- Opening Delimiter -

use std::path::{Path, PathBuf};

use tracing::warn;

use crate::ai::HeuristicConfig;
use crate::error::ConfigError;
use crate::stats::DEFAULT_STATS_FILE;

/// Where and whether win/loss stats are kept.
#[derive(Debug, Clone, serde::Serialize, serde::Deserialize)]
#[serde(default)]
pub struct StatsConfig {
    pub path: PathBuf,
    /// When false, stats live only for the current run.
    pub persist: bool,
}

impl Default for StatsConfig {
    fn default() -> Self {
        StatsConfig {
            path: PathBuf::from(DEFAULT_STATS_FILE),
            persist: true,
        }
    }
}

#[derive(Debug, Clone, serde::Serialize, serde::Deserialize)]
#[serde(default)]
pub struct AudioConfig {
    pub enabled: bool,
    pub bell_on_drop: bool,
}

impl Default for AudioConfig {
    fn default() -> Self {
        AudioConfig {
            enabled: true,
            bell_on_drop: false,
        }
    }
}

/// Presentation timing. The game itself never waits on these.
#[derive(Debug, Clone, serde::Serialize, serde::Deserialize)]
#[serde(default)]
pub struct UiConfig {
    /// Time for a falling disc to move down one row.
    pub drop_frame_ms: u64,
    /// Pause before the computer's reply starts to fall.
    pub ai_delay_ms: u64,
}

impl Default for UiConfig {
    fn default() -> Self {
        UiConfig {
            drop_frame_ms: 100,
            ai_delay_ms: 1000,
        }
    }
}

#[derive(Debug, Clone, serde::Serialize, serde::Deserialize)]
#[serde(default)]
pub struct LogConfig {
    pub file: PathBuf,
    /// `tracing_subscriber::EnvFilter` directive used when `RUST_LOG` is unset.
    pub filter: String,
}

impl Default for LogConfig {
    fn default() -> Self {
        LogConfig {
            file: PathBuf::from("connect_four.log"),
            filter: "info".to_string(),
        }
    }
}

/// Top-level application configuration, loadable from TOML.
#[derive(Debug, Clone, Default, serde::Serialize, serde::Deserialize)]
#[serde(default)]
pub struct AppConfig {
    pub heuristic: HeuristicConfig,
    pub stats: StatsConfig,
    pub audio: AudioConfig,
    pub ui: UiConfig,
    pub log: LogConfig,
}

impl AppConfig {
    /// Load configuration from a TOML file.
    pub fn load(path: &Path) -> Result<Self, ConfigError> {
        let content = std::fs::read_to_string(path).map_err(|e| ConfigError::FileRead {
            path: path.to_path_buf(),
            source: e,
        })?;
        let config: AppConfig = toml::from_str(&content)?;
        config.validate()?;
        Ok(config)
    }

    /// Load configuration from a TOML file, falling back to defaults if the file
    /// does not exist.
    pub fn load_or_default(path: &Path) -> Result<Self, ConfigError> {
        if path.exists() {
            Self::load(path)
        } else {
            warn!(path = %path.display(), "config file not found, using defaults");
            Ok(Self::default())
        }
    }

    /// Validate configuration values.
    pub fn validate(&self) -> Result<(), ConfigError> {
        self.heuristic.validate()?;

        if self.ui.drop_frame_ms == 0 {
            return Err(ConfigError::Validation(
                "ui.drop_frame_ms must be > 0".into(),
            ));
        }
        if self.stats.persist && self.stats.path.as_os_str().is_empty() {
            return Err(ConfigError::Validation(
                "stats.path must be set when stats.persist is true".into(),
            ));
        }
        if self.log.filter.trim().is_empty() {
            return Err(ConfigError::Validation(
                "log.filter must not be empty".into(),
            ));
        }

        Ok(())
    }

    /// Generate a TOML string with all default values (useful for creating
    /// example config files).
    pub fn default_toml() -> Result<String, toml::ser::Error> {
        toml::to_string_pretty(&AppConfig::default())
    }
}

#[cfg(test)]
mod tests {
    use super::*;
    use std::io::Write;

    #[test]
    fn test_default_config_is_valid() {
        let config = AppConfig::default();
        config.validate().expect("default config should be valid");
    }

    #[test]
    fn test_partial_toml_uses_defaults() {
        let toml_str = r#"
[heuristic]
setup_threshold = 6.5
"#;
        let config: AppConfig = toml::from_str(toml_str).unwrap();
        assert!((config.heuristic.setup_threshold - 6.5).abs() < 1e-9);
        // Other fields should be defaults
        assert!((config.heuristic.center_weight - 0.5).abs() < 1e-9);
        assert_eq!(config.heuristic.preference_order, vec![3, 2, 4, 1, 5, 0, 6]);
        assert_eq!(config.ui.ai_delay_ms, 1000);
    }

    #[test]
    fn test_empty_toml_uses_all_defaults() {
        let config: AppConfig = toml::from_str("").unwrap();
        let default = AppConfig::default();
        assert_eq!(config.heuristic, default.heuristic);
        assert_eq!(config.stats.path, default.stats.path);
        assert!(config.audio.enabled);
    }

    #[test]
    fn test_validation_rejects_zero_drop_frame() {
        let mut config = AppConfig::default();
        config.ui.drop_frame_ms = 0;
        assert!(config.validate().is_err());
    }

    #[test]
    fn test_validation_rejects_empty_stats_path() {
        let mut config = AppConfig::default();
        config.stats.path = PathBuf::new();
        assert!(config.validate().is_err());

        config.stats.persist = false;
        config.validate().expect("path is unused without persistence");
    }

    #[test]
    fn test_validation_rejects_bad_heuristic() {
        let mut config = AppConfig::default();
        config.heuristic.preference_order = vec![1, 9];
        assert!(config.validate().is_err());
    }

    #[test]
    fn test_validation_rejects_empty_log_filter() {
        let mut config = AppConfig::default();
        config.log.filter = "  ".into();
        assert!(config.validate().is_err());
    }

    #[test]
    fn test_load_or_default_missing_file() {
        let config = AppConfig::load_or_default(Path::new("nonexistent_config.toml")).unwrap();
        assert_eq!(config.ui.drop_frame_ms, 100);
    }

    #[test]
    fn test_load_from_file() {
        let dir = tempfile::tempdir().unwrap();
        let path = dir.path().join("test_config.toml");
        let mut f = std::fs::File::create(&path).unwrap();
        writeln!(
            f,
            r#"
[heuristic]
seed = 11

[audio]
enabled = false
"#
        )
        .unwrap();

        let config = AppConfig::load(&path).unwrap();
        assert_eq!(config.heuristic.seed, Some(11));
        assert!(!config.audio.enabled);
        // Others are defaults
        assert!((config.heuristic.exposure_penalty - 3.0).abs() < 1e-9);
    }

    #[test]
    fn test_load_rejects_invalid_file() {
        let dir = tempfile::tempdir().unwrap();
        let path = dir.path().join("bad.toml");
        std::fs::write(&path, "[ui]\ndrop_frame_ms = 0\n").unwrap();
        assert!(matches!(
            AppConfig::load(&path),
            Err(ConfigError::Validation(_))
        ));

        std::fs::write(&path, "[ui\n").unwrap();
        assert!(matches!(
            AppConfig::load(&path),
            Err(ConfigError::TomlParse(_))
        ));
    }

    #[test]
    fn test_default_toml_roundtrips() {
        let toml_str = AppConfig::default_toml().unwrap();
        let config: AppConfig = toml::from_str(&toml_str).unwrap();
        config.validate().expect("roundtripped config should be valid");
        assert_eq!(config.heuristic, HeuristicConfig::default());
    }
}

- Closing Delimiter -

Look through the records and gather each line with the word "expect".

=== WRITTEN ANSWER ===
        config.validate().expect("default config should be valid");
        config.validate().expect("path is unused without persistence");
        config.validate().expect("roundtripped config should be valid");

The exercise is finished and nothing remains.